WHAT THIS TASK INVOLVES:
Go through the entries and copy every line that has the string "EnvFilter" in it.

[Saved data entries]
##########

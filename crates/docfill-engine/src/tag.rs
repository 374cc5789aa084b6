/*
 * tag.rs
 * Copyright (c) 2025 Posit, PBC
 */

//! Directive lexing and control-marker classification.
//!
//! Directives are single-brace tokens inside visible text. A paragraph (or
//! row) whose entire trimmed text is one token is a candidate control
//! marker (`#`, `?`, `/?`, `/`) or image tag (`%`, `%%`); anything else is
//! inline content handled during substitution.

use once_cell::sync::Lazy;
use regex::Regex;

/// An inline directive token anywhere in a string.
pub static INLINE_TAG: Lazy<Regex> = Lazy::new(|| Regex::new(r"\{([^{}]+)\}").unwrap());

/// A string that consists of exactly one directive token.
pub static WHOLE_TAG: Lazy<Regex> = Lazy::new(|| Regex::new(r"^\{([^{}]+)\}$").unwrap());

/// The kind of a control marker.
#[derive(Debug, Clone, Copy, PartialEq, Eq)]
pub enum MarkerKind {
    LoopStart,
    LoopEnd,
    IfStart,
    IfEnd,
}

impl MarkerKind {
    /// Whether this marker opens a block.
    pub fn is_start(self) -> bool {
        matches!(self, MarkerKind::LoopStart | MarkerKind::IfStart)
    }

    /// Loop markers and conditional markers nest independently.
    pub fn same_category(self, other: MarkerKind) -> bool {
        use MarkerKind::*;
        matches!(
            (self, other),
            (LoopStart | LoopEnd, LoopStart | LoopEnd) | (IfStart | IfEnd, IfStart | IfEnd)
        )
    }
}

/// A classified control marker.
#[derive(Debug, Clone, PartialEq)]
pub struct ControlMarker {
    pub kind: MarkerKind,
    /// The expression after the control prefix, trimmed.
    pub expression: String,
    /// The full token as it appeared, for error messages.
    pub raw: String,
}

/// Classify text as a control marker, if its entire trimmed content is one
/// directive with a control prefix.
pub fn classify_marker(text: &str) -> Option<ControlMarker> {
    let trimmed = text.trim();
    let captures = WHOLE_TAG.captures(trimmed)?;
    let inner = captures.get(1)?.as_str().trim();

    // `/?` must be tested before `?` and `/`.
    let (kind, expression) = if let Some(rest) = inner.strip_prefix('#') {
        (MarkerKind::LoopStart, rest)
    } else if let Some(rest) = inner.strip_prefix("/?") {
        (MarkerKind::IfEnd, rest)
    } else if let Some(rest) = inner.strip_prefix('?') {
        (MarkerKind::IfStart, rest)
    } else if let Some(rest) = inner.strip_prefix('/') {
        (MarkerKind::LoopEnd, rest)
    } else {
        return None;
    };

    Some(ControlMarker {
        kind,
        expression: expression.trim().to_string(),
        raw: trimmed.to_string(),
    })
}

/// A whole-paragraph image directive.
#[derive(Debug, Clone, PartialEq)]
pub struct ImageTag {
    /// The expression after the `%`/`%%` prefix, trimmed.
    pub expression: String,
    /// Whether the paragraph should be centered (`%%`).
    pub centered: bool,
}

/// Parse text as an image tag, if its entire trimmed content is one
/// `{%…}` or `{%%…}` directive.
pub fn parse_image_tag(text: &str) -> Option<ImageTag> {
    let trimmed = text.trim();
    let captures = WHOLE_TAG.captures(trimmed)?;
    let inner = captures.get(1)?.as_str().trim();

    let (centered, expression) = if let Some(rest) = inner.strip_prefix("%%") {
        (true, rest)
    } else if let Some(rest) = inner.strip_prefix('%') {
        (false, rest)
    } else {
        return None;
    };

    Some(ImageTag {
        expression: expression.trim().to_string(),
        centered,
    })
}

/// Whether a token's inner text is an expression directive.
///
/// The gate looks at the pipeline head only: it must be `.`, `$`, or a path
/// whose trimmed name segments contain no whitespace and none of `:`, `{`,
/// `}`, and whose bracket groups are closed. Tokens that fail the gate are
/// ordinary text and render through verbatim; operator validity is checked
/// later, during evaluation.
pub fn is_expression_directive(inner: &str) -> bool {
    let head = match inner.split('|').find(|segment| !segment.trim().is_empty()) {
        Some(head) => head.trim(),
        None => return false,
    };
    if head == "." || head == "$" {
        return true;
    }
    let body = head.strip_prefix("$.").unwrap_or(head);
    if body.is_empty() || body.contains([':', '{', '}']) {
        return false;
    }

    let mut rest = body;
    loop {
        match rest.find('[') {
            None => return segment_names_ok(rest),
            Some(open) => {
                if !segment_names_ok(&rest[..open]) {
                    return false;
                }
                match rest[open..].find(']') {
                    None => return false,
                    Some(off) => rest = &rest[open + off + 1..],
                }
            }
        }
    }
}

fn segment_names_ok(part: &str) -> bool {
    part.split('.')
        .map(str::trim)
        .all(|name| !name.contains(char::is_whitespace))
}
//! Application configuration schemas.
//!
//! All configuration structs are deserialized from TOML files via the
//! `config` crate. Each sub-module represents a logical configuration
//! section.

pub mod logging;
pub mod plugins;
pub mod tokens;

use serde::{Deserialize, Serialize};

use self::logging::LoggingConfig;
use self::plugins::PluginsConfig;
use self::tokens::TokensConfig;

use crate::error::AppError;

/// Root application configuration.
///
/// This struct is the top-level deserialization target for the merged
/// TOML configuration files (default.toml + environment overlay).
#[derive(Debug, Clone, Default, Serialize, Deserialize)]
pub struct AppConfig {
    /// HTTP server settings.
    #[serde(default)]
    pub server: ServerConfig,
    /// Plugin discovery and dispatch settings.
    #[serde(default)]
    pub plugins: PluginsConfig,
    /// Token authentication settings.
    #[serde(default)]
    pub tokens: TokensConfig,
    /// Logging settings.
    #[serde(default)]
    pub logging: LoggingConfig,
}

/// HTTP server configuration.
#[derive(Debug, Clone, Serialize, Deserialize)]
pub struct ServerConfig {
    /// Address to bind the HTTP listener to.
    #[serde(default = "default_host")]
    pub host: String,
    /// Port to bind the HTTP listener to.
    #[serde(default = "default_port")]
    pub port: u16,
}

impl Default for ServerConfig {
    fn default() -> Self {
        Self {
            host: default_host(),
            port: default_port(),
        }
    }
}

impl AppConfig {
    /// Load configuration from TOML files.
    ///
    /// Merges the default configuration with an environment-specific overlay
    /// and environment variables prefixed with `WIREHUB_`.
    pub fn load(env: &str) -> Result<Self, AppError> {
        let config = config::Config::builder()
            .add_source(config::File::with_name("config/default").required(false))
            .add_source(config::File::with_name(&format!("config/{env}")).required(false))
            .add_source(
                config::Environment::with_prefix("WIREHUB")
                    .separator("__")
                    .try_parsing(true),
            )
            .build()
            .map_err(|e| AppError::configuration(format!("Failed to build config: {e}")))?;

        config
            .try_deserialize()
            .map_err(|e| AppError::configuration(format!("Failed to deserialize config: {e}")))
    }
}

fn default_host() -> String {
    "127.0.0.1".to_string()
}

fn default_port() -> u16 {
    8080
}
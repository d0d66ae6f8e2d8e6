//! Filesystem discovery: derived names and filter precedence.

use std::fs;
use std::path::Path;

use wirehub_plugin::PluginLoader;

fn touch(path: &Path) {
    if let Some(parent) = path.parent() {
        fs::create_dir_all(parent).unwrap();
    }
    fs::write(path, b"").unwrap();
}

fn discovered_names(loader: &PluginLoader) -> Vec<String> {
    let mut names: Vec<String> = loader
        .discover()
        .iter()
        .map(|d| d.name().to_string())
        .collect();
    names.sort();
    names
}

#[test]
fn names_derive_from_paths_and_entry_points() {
    let dir = tempfile::TempDir::new().unwrap();
    let plugins = dir.path().join("plugins");

    touch(&plugins.join("foo/bar.so"));
    touch(&plugins.join("foo/plugin.so"));

    // A directory containing the entry point is one plugin; its other
    // files are not scanned separately.
    let loader = PluginLoader::new(vec![plugins.clone()])
        .extension("so")
        .entry_point("plugin.so");
    assert_eq!(discovered_names(&loader), vec!["foo"]);

    // Without the entry point the directory is recursed into.
    fs::remove_file(plugins.join("foo/plugin.so")).unwrap();
    assert_eq!(discovered_names(&loader), vec!["foo.bar"]);
}

#[test]
fn filters_compose_blacklist_first() {
    let dir = tempfile::TempDir::new().unwrap();
    let plugins = dir.path().join("plugins");
    touch(&plugins.join("core/mail.so"));
    touch(&plugins.join("core/spam.so"));
    touch(&plugins.join("extras/ads.so"));

    let loader = PluginLoader::new(vec![plugins])
        .extension("so")
        .entry_point("plugin.so")
        .whitelist(vec!["core.*".to_string()])
        .blacklist(vec!["*.spam".to_string()]);

    // `core.spam` matches both lists; the blacklist wins.
    assert_eq!(discovered_names(&loader), vec!["core.mail"]);
}

#[test]
fn discovered_descriptors_start_unloaded() {
    let dir = tempfile::TempDir::new().unwrap();
    touch(&dir.path().join("mail.so"));

    let loader = PluginLoader::new(vec![dir.path().to_path_buf()])
        .extension("so")
        .entry_point("plugin.so");

    let descriptors = loader.discover();
    assert_eq!(descriptors.len(), 1);
    assert!(!descriptors[0].loaded());
}
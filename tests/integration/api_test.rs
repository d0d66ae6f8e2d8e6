//! End-to-end tests of the HTTP surface: admin endpoints, dynamic plugin
//! route dispatch, and the token verification splice.

use http::StatusCode;
use serde_json::json;

use crate::helpers::TestApp;

#[tokio::test]
async fn health_endpoint_responds() {
    let app = TestApp::new(false).await;
    let (status, body) = app.request("GET", "/api/health", None).await;
    assert_eq!(status, StatusCode::OK);
    assert_eq!(body["status"], "ok");
}

#[tokio::test]
async fn plugin_listing_includes_loaded_plugins_and_tags() {
    let app = TestApp::new(false).await;
    let (status, body) = app.request("GET", "/api/plugins", None).await;
    assert_eq!(status, StatusCode::OK);

    let names: Vec<&str> = body["plugins"]
        .as_array()
        .unwrap()
        .iter()
        .map(|p| p["name"].as_str().unwrap())
        .collect();
    assert_eq!(names, vec!["audit", "opsbay"]);

    let tags: Vec<&str> = body["tags"]
        .as_array()
        .unwrap()
        .iter()
        .map(|t| t["name"].as_str().unwrap())
        .collect();
    assert!(tags.contains(&"audit"));
    assert!(tags.contains(&"opsbay"));
}

#[tokio::test]
async fn fired_event_reaches_subscribed_handlers() {
    let app = TestApp::new(false).await;

    let (status, body) = app
        .request(
            "POST",
            "/api/events/git:push",
            Some(json!({ "fields": { "event": "git:push", "branch": "master" } })),
        )
        .await;
    assert_eq!(status, StatusCode::OK);
    assert_eq!(body["handlers"], 1);

    // The audit plugin's wildcard subscription recorded the event.
    let (status, body) = app.request("GET", "/audit/recent", None).await;
    assert_eq!(status, StatusCode::OK);
    assert_eq!(body["entries"][0]["subject"], "git:push");
    assert_eq!(body["entries"][0]["fields"]["branch"], "master");
}

#[tokio::test]
async fn action_dispatch_via_api() {
    let app = TestApp::new(false).await;

    let (status, body) = app
        .request(
            "POST",
            "/api/actions/audit:record",
            Some(json!({ "fields": { "source": "jira" } })),
        )
        .await;
    assert_eq!(status, StatusCode::OK);
    assert_eq!(body["handlers"], 1);
    assert_eq!(app.audit.recent(1)[0].subject, "jira");
}

#[tokio::test]
async fn unknown_plugin_route_is_not_found() {
    let app = TestApp::new(false).await;
    let (status, _) = app.request("GET", "/nowhere/at/all", None).await;
    assert_eq!(status, StatusCode::NOT_FOUND);
}

#[tokio::test]
async fn admin_token_gates_the_clear_route() {
    let app = TestApp::new(true).await;
    app.audit.record("seed", json!({}));

    // No credential: forbidden.
    let (status, _) = app.request("POST", "/audit/clear", None).await;
    assert_eq!(status, StatusCode::FORBIDDEN);
    assert_eq!(app.audit.len(), 1);

    // Wrong-group credential: forbidden.
    let (status, _) = app
        .request("POST", "/audit/clear?token=secretB", None)
        .await;
    assert_eq!(status, StatusCode::FORBIDDEN);

    // Admin credential: accepted.
    let (status, body) = app
        .request("POST", "/audit/clear?token=secretA", None)
        .await;
    assert_eq!(status, StatusCode::OK);
    assert_eq!(body["dropped"], 1);
    assert!(app.audit.is_empty());
}

#[tokio::test]
async fn ops_route_rejects_admin_secret() {
    let app = TestApp::new(true).await;

    // secretA belongs to `admin`, not `ops`.
    let (status, _) = app.request("GET", "/ops/status?token=secretA", None).await;
    assert_eq!(status, StatusCode::FORBIDDEN);
}

#[tokio::test]
async fn disabled_tokens_accept_any_request() {
    let app = TestApp::new(false).await;

    let (status, _) = app.request("POST", "/audit/clear", None).await;
    assert_eq!(status, StatusCode::OK);

    let (status, body) = app.request("GET", "/ops/status", None).await;
    assert_eq!(status, StatusCode::OK);
    assert_eq!(body["status"], "operational");
}

#[tokio::test]
async fn credential_accepted_from_header_and_cookie() {
    let app = TestApp::new(true).await;

    let request = http::Request::builder()
        .method("POST")
        .uri("/audit/clear")
        .header("token", "secretA")
        .body(axum::body::Body::empty())
        .unwrap();
    let response = tower::ServiceExt::oneshot(app.router.clone(), request)
        .await
        .unwrap();
    assert_eq!(response.status(), StatusCode::OK);

    let request = http::Request::builder()
        .method("POST")
        .uri("/audit/clear")
        .header("cookie", "token=secretA")
        .body(axum::body::Body::empty())
        .unwrap();
    let response = tower::ServiceExt::oneshot(app.router.clone(), request)
        .await
        .unwrap();
    assert_eq!(response.status(), StatusCode::OK);
}

#[tokio::test]
async fn unload_via_api_removes_plugin_routes() {
    let app = TestApp::new(true).await;

    let (status, body) = app
        .request("DELETE", "/api/plugins/audit?token=secretA", None)
        .await;
    assert_eq!(status, StatusCode::OK);
    assert_eq!(body["unloaded"], "audit");
    assert!(app.engine.get_plugin("audit").await.is_none());

    let (status, _) = app.request("GET", "/audit/recent", None).await;
    assert_eq!(status, StatusCode::NOT_FOUND);

    // The other plugin's routes are untouched.
    let (status, _) = app.request("GET", "/ops/status?token=secretA", None).await;
    assert_ne!(status, StatusCode::NOT_FOUND);
}

#[tokio::test]
async fn unload_endpoint_requires_admin_token() {
    let app = TestApp::new(true).await;

    let (status, _) = app.request("DELETE", "/api/plugins/audit", None).await;
    assert_eq!(status, StatusCode::FORBIDDEN);

    let (status, _) = app
        .request("DELETE", "/api/plugins/audit?token=secretB", None)
        .await;
    assert_eq!(status, StatusCode::FORBIDDEN);
}

#[tokio::test]
async fn unloading_unknown_plugin_is_not_found() {
    let app = TestApp::new(false).await;
    let (status, body) = app.request("DELETE", "/api/plugins/ghost", None).await;
    assert_eq!(status, StatusCode::NOT_FOUND);
    assert_eq!(body["error"], "NOT_FOUND");
}
//! Plugin system configuration.

use serde::{Deserialize, Serialize};

/// Plugin discovery and dispatch configuration.
#[derive(Debug, Clone, Serialize, Deserialize)]
pub struct PluginsConfig {
    /// Source locations (files or directories) scanned for plugins.
    #[serde(default = "default_sources")]
    pub sources: Vec<String>,
    /// Whether subdirectories of a source are searched for plugins.
    #[serde(default = "default_true")]
    pub recursive: bool,
    /// Glob patterns a derived plugin name must match to be loaded.
    /// An empty whitelist admits every name not blacklisted.
    #[serde(default)]
    pub whitelist: Vec<String>,
    /// Glob patterns excluding plugins by derived name. Blacklist wins
    /// over whitelist.
    #[serde(default)]
    pub blacklist: Vec<String>,
    /// Additional directories used to resolve a plugin library when its
    /// primary path is missing.
    #[serde(default)]
    pub search_paths: Vec<String>,
    /// Whether a plugin that fails to load is skipped instead of aborting
    /// startup.
    #[serde(default)]
    pub fail_silently: bool,
    /// Source file extension of loadable plugins.
    #[serde(default = "default_extension")]
    pub extension: String,
    /// File name marking a directory as a plugin of its own.
    #[serde(default = "default_entry_point")]
    pub entry_point: String,
    /// Per-handler dispatch deadline in seconds.
    #[serde(default = "default_handler_timeout")]
    pub handler_timeout_seconds: u64,
}

impl Default for PluginsConfig {
    fn default() -> Self {
        Self {
            sources: default_sources(),
            recursive: true,
            whitelist: Vec::new(),
            blacklist: Vec::new(),
            search_paths: Vec::new(),
            fail_silently: false,
            extension: default_extension(),
            entry_point: default_entry_point(),
            handler_timeout_seconds: default_handler_timeout(),
        }
    }
}

fn default_sources() -> Vec<String> {
    vec!["./plugins".to_string()]
}

fn default_true() -> bool {
    true
}

fn default_extension() -> String {
    std::env::consts::DLL_EXTENSION.to_string()
}

fn default_entry_point() -> String {
    format!("plugin.{}", std::env::consts::DLL_EXTENSION)
}

fn default_handler_timeout() -> u64 {
    30
}
//! Payload passed to event and action handlers.

use std::collections::HashMap;

use chrono::{DateTime, Utc};
use serde::{Deserialize, Serialize};

/// Payload carried by a fired event or requested action.
///
/// A payload holds positional arguments plus named fields, both as JSON
/// values. Named fields are what condition gates inspect.
#[derive(Debug, Clone, Serialize, Deserialize)]
pub struct EventPayload {
    /// Positional arguments, in the order they were supplied.
    #[serde(default)]
    pub args: Vec<serde_json::Value>,
    /// Named arguments keyed by string.
    #[serde(default)]
    pub fields: HashMap<String, serde_json::Value>,
    /// Timestamp of the dispatch.
    #[serde(default = "Utc::now")]
    pub fired_at: DateTime<Utc>,
}

impl EventPayload {
    /// Creates an empty payload.
    pub fn new() -> Self {
        Self {
            args: Vec::new(),
            fields: HashMap::new(),
            fired_at: Utc::now(),
        }
    }

    /// Appends a positional argument.
    pub fn with_arg(mut self, value: serde_json::Value) -> Self {
        self.args.push(value);
        self
    }

    /// Inserts a named field.
    pub fn with_field(mut self, key: &str, value: serde_json::Value) -> Self {
        self.fields.insert(key.to_string(), value);
        self
    }

    /// Inserts a string field.
    pub fn with_string(self, key: &str, value: &str) -> Self {
        self.with_field(key, serde_json::json!(value))
    }

    /// Inserts an integer field.
    pub fn with_int(self, key: &str, value: i64) -> Self {
        self.with_field(key, serde_json::json!(value))
    }

    /// Inserts a boolean field.
    pub fn with_bool(self, key: &str, value: bool) -> Self {
        self.with_field(key, serde_json::json!(value))
    }

    /// Gets a positional argument by index.
    pub fn arg(&self, index: usize) -> Option<&serde_json::Value> {
        self.args.get(index)
    }

    /// Gets a named field by key.
    pub fn get(&self, key: &str) -> Option<&serde_json::Value> {
        self.fields.get(key)
    }

    /// Gets a string field.
    pub fn get_string(&self, key: &str) -> Option<&str> {
        self.fields.get(key).and_then(|v| v.as_str())
    }

    /// Gets an i64 field.
    pub fn get_i64(&self, key: &str) -> Option<i64> {
        self.fields.get(key).and_then(|v| v.as_i64())
    }

    /// Gets a bool field.
    pub fn get_bool(&self, key: &str) -> Option<bool> {
        self.fields.get(key).and_then(|v| v.as_bool())
    }
}

impl Default for EventPayload {
    fn default() -> Self {
        Self::new()
    }
}

#[cfg(test)]
mod tests {
    use super::*;
    use serde_json::json;

    #[test]
    fn builder_and_accessors() {
        let payload = EventPayload::new()
            .with_arg(json!({"ref": "refs/heads/master"}))
            .with_string("repo", "wirehub")
            .with_int("attempt", 2)
            .with_bool("forced", false);

        assert_eq!(payload.arg(0).unwrap()["ref"], "refs/heads/master");
        assert_eq!(payload.get_string("repo"), Some("wirehub"));
        assert_eq!(payload.get_i64("attempt"), Some(2));
        assert_eq!(payload.get_bool("forced"), Some(false));
        assert!(payload.get("missing").is_none());
    }

    #[test]
    fn deserializes_without_timestamp() {
        let payload: EventPayload =
            serde_json::from_str(r#"{"args": [1], "fields": {"k": "v"}}"#).unwrap();
        assert_eq!(payload.arg(0), Some(&json!(1)));
        assert_eq!(payload.get_string("k"), Some("v"));
    }
}
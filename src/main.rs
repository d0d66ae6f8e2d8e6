//! Wirehub Server — Plugin & Event Dispatch Hub
//!
//! Main entry point that wires all crates together and starts the server.

use std::sync::Arc;

use tracing_subscriber::{EnvFilter, fmt};

use wirehub_api::{AppState, build_router};
use wirehub_auth::AuthGateway;
use wirehub_core::config::AppConfig;
use wirehub_core::{AppError, AppResult};
use wirehub_plugin::{DispatchEngine, EventPayload, PluginDescriptor, PluginLoader};

#[tokio::main]
async fn main() {
    let config = match load_configuration() {
        Ok(c) => c,
        Err(e) => {
            eprintln!("Failed to load configuration: {e}");
            std::process::exit(1);
        }
    };

    init_logging(&config);

    if let Err(e) = run(config).await {
        tracing::error!("Server error: {e}");
        std::process::exit(1);
    }
}

/// Load configuration from file and environment.
fn load_configuration() -> AppResult<AppConfig> {
    let env = std::env::var("WIREHUB_ENV").unwrap_or_else(|_| "development".to_string());
    AppConfig::load(&env)
}

/// Initialize tracing/logging.
fn init_logging(config: &AppConfig) {
    let filter =
        EnvFilter::try_from_default_env().unwrap_or_else(|_| EnvFilter::new(&config.logging.level));

    match config.logging.format.as_str() {
        "json" => fmt().json().with_env_filter(filter).init(),
        _ => fmt().with_env_filter(filter).init(),
    }
}

async fn run(config: AppConfig) -> AppResult<()> {
    let engine = Arc::new(DispatchEngine::from_config(&config.plugins));
    let gateway = AuthGateway::from_config(&config.tokens)?;

    // Compiled-in plugins first, discovered plugins second, so discovered
    // handlers see the built-in buses already populated.
    engine
        .load_plugin(PluginDescriptor::from_factory(
            "audit",
            plugin_audit::manifest,
        ))
        .await?;

    let loader = PluginLoader::from_config(&config.plugins);
    let discovered = engine
        .load_plugins(&loader, config.plugins.fail_silently)
        .await?;
    tracing::info!(discovered = discovered.len(), "Plugins loaded");

    let spliced = engine
        .splice_auth(|requirement| gateway.verifier(requirement))
        .await;
    tracing::info!(
        routes = spliced,
        enabled = gateway.enabled(),
        "Token verification wired"
    );

    engine
        .fire_event(
            "server:start",
            EventPayload::new().with_string("event", "server:start"),
        )
        .await?;

    let addr = format!("{}:{}", config.server.host, config.server.port);
    let state = AppState::new(config, engine.clone(), gateway);
    let app = build_router(state);

    let listener = tokio::net::TcpListener::bind(&addr)
        .await
        .map_err(|e| AppError::internal(format!("failed to bind {addr}: {e}")))?;
    tracing::info!(addr = %addr, "Wirehub server listening");

    axum::serve(listener, app)
        .with_graceful_shutdown(shutdown_signal())
        .await
        .map_err(|e| AppError::internal(format!("server error: {e}")))?;

    if let Err(e) = engine
        .fire_event(
            "server:stop",
            EventPayload::new().with_string("event", "server:stop"),
        )
        .await
    {
        tracing::warn!(error = %e, "server:stop handler failed");
    }

    let unloaded = engine.unload_all().await?;
    tracing::info!(plugins = unloaded.len(), "Shutdown complete");
    Ok(())
}

async fn shutdown_signal() {
    let _ = tokio::signal::ctrl_c().await;
    tracing::info!("Shutdown signal received");
}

##########

THE ANSWER:
use tracing_subscriber::{EnvFilter, fmt};
        EnvFilter::try_from_default_env().unwrap_or_else(|_| EnvFilter::new(&config.logging.level));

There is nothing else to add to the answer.